■ WHAT YOU WILL DO
Below are records to be output exactly, every one of them.

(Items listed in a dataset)
-.-.-
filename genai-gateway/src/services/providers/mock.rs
//! Scripted provider for testing.

use super::{Completion, CompletionProvider, CompletionRequest, ProviderError};
use async_trait::async_trait;
use std::sync::Mutex;

enum Outcome {
    Reply(String),
    Fail(ProviderError),
}

/// Mock provider that answers every call with the same reply or failure and
/// records what it was asked.
pub struct MockCompletionProvider {
    outcome: Outcome,
    requests: Mutex<Vec<CompletionRequest>>,
}

impl MockCompletionProvider {
    pub fn replying(text: impl Into<String>) -> Self {
        Self {
            outcome: Outcome::Reply(text.into()),
            requests: Mutex::new(Vec::new()),
        }
    }

    pub fn failing(error: ProviderError) -> Self {
        Self {
            outcome: Outcome::Fail(error),
            requests: Mutex::new(Vec::new()),
        }
    }

    /// Requests received so far, oldest first.
    pub fn requests(&self) -> Vec<CompletionRequest> {
        self.requests
            .lock()
            .unwrap_or_else(|poisoned| poisoned.into_inner())
            .clone()
    }
}

#[async_trait]
impl CompletionProvider for MockCompletionProvider {
    async fn complete(&self, request: &CompletionRequest) -> Result<Completion, ProviderError> {
        self.requests
            .lock()
            .unwrap_or_else(|poisoned| poisoned.into_inner())
            .push(request.clone());

        match &self.outcome {
            Outcome::Reply(text) => Ok(Completion::from_text(text.clone())),
            Outcome::Fail(error) => Err(error.clone()),
        }
    }

    fn model(&self) -> &str {
        "mock"
    }
}
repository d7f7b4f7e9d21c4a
pub mod tracing;

pub use self::tracing::{REQUEST_ID_HEADER, make_request_span, request_id_middleware};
-.-.-
■ REPLY TO THE TASK
filename genai-gateway/src/services/providers/mock.rs
//! Scripted provider for testing.

use super::{Completion, CompletionProvider, CompletionRequest, ProviderError};
use async_trait::async_trait;
use std::sync::Mutex;

enum Outcome {
    Reply(String),
    Fail(ProviderError),
}

/// Mock provider that answers every call with the same reply or failure and
/// records what it was asked.
pub struct MockCompletionProvider {
    outcome: Outcome,
    requests: Mutex<Vec<CompletionRequest>>,
}

impl MockCompletionProvider {
    pub fn replying(text: impl Into<String>) -> Self {
        Self {
            outcome: Outcome::Reply(text.into()),
            requests: Mutex::new(Vec::new()),
        }
    }

    pub fn failing(error: ProviderError) -> Self {
        Self {
            outcome: Outcome::Fail(error),
            requests: Mutex::new(Vec::new()),
        }
    }

    /// Requests received so far, oldest first.
    pub fn requests(&self) -> Vec<CompletionRequest> {
        self.requests
            .lock()
            .unwrap_or_else(|poisoned| poisoned.into_inner())
            .clone()
    }
}

#[async_trait]
impl CompletionProvider for MockCompletionProvider {
    async fn complete(&self, request: &CompletionRequest) -> Result<Completion, ProviderError> {
        self.requests
            .lock()
            .unwrap_or_else(|poisoned| poisoned.into_inner())
            .push(request.clone());

        match &self.outcome {
            Outcome::Reply(text) => Ok(Completion::from_text(text.clone())),
            Outcome::Fail(error) => Err(error.clone()),
        }
    }

    fn model(&self) -> &str {
        "mock"
    }
}
repository d7f7b4f7e9d21c4a
pub mod tracing;

pub use self::tracing::{REQUEST_ID_HEADER, make_request_span, request_id_middleware};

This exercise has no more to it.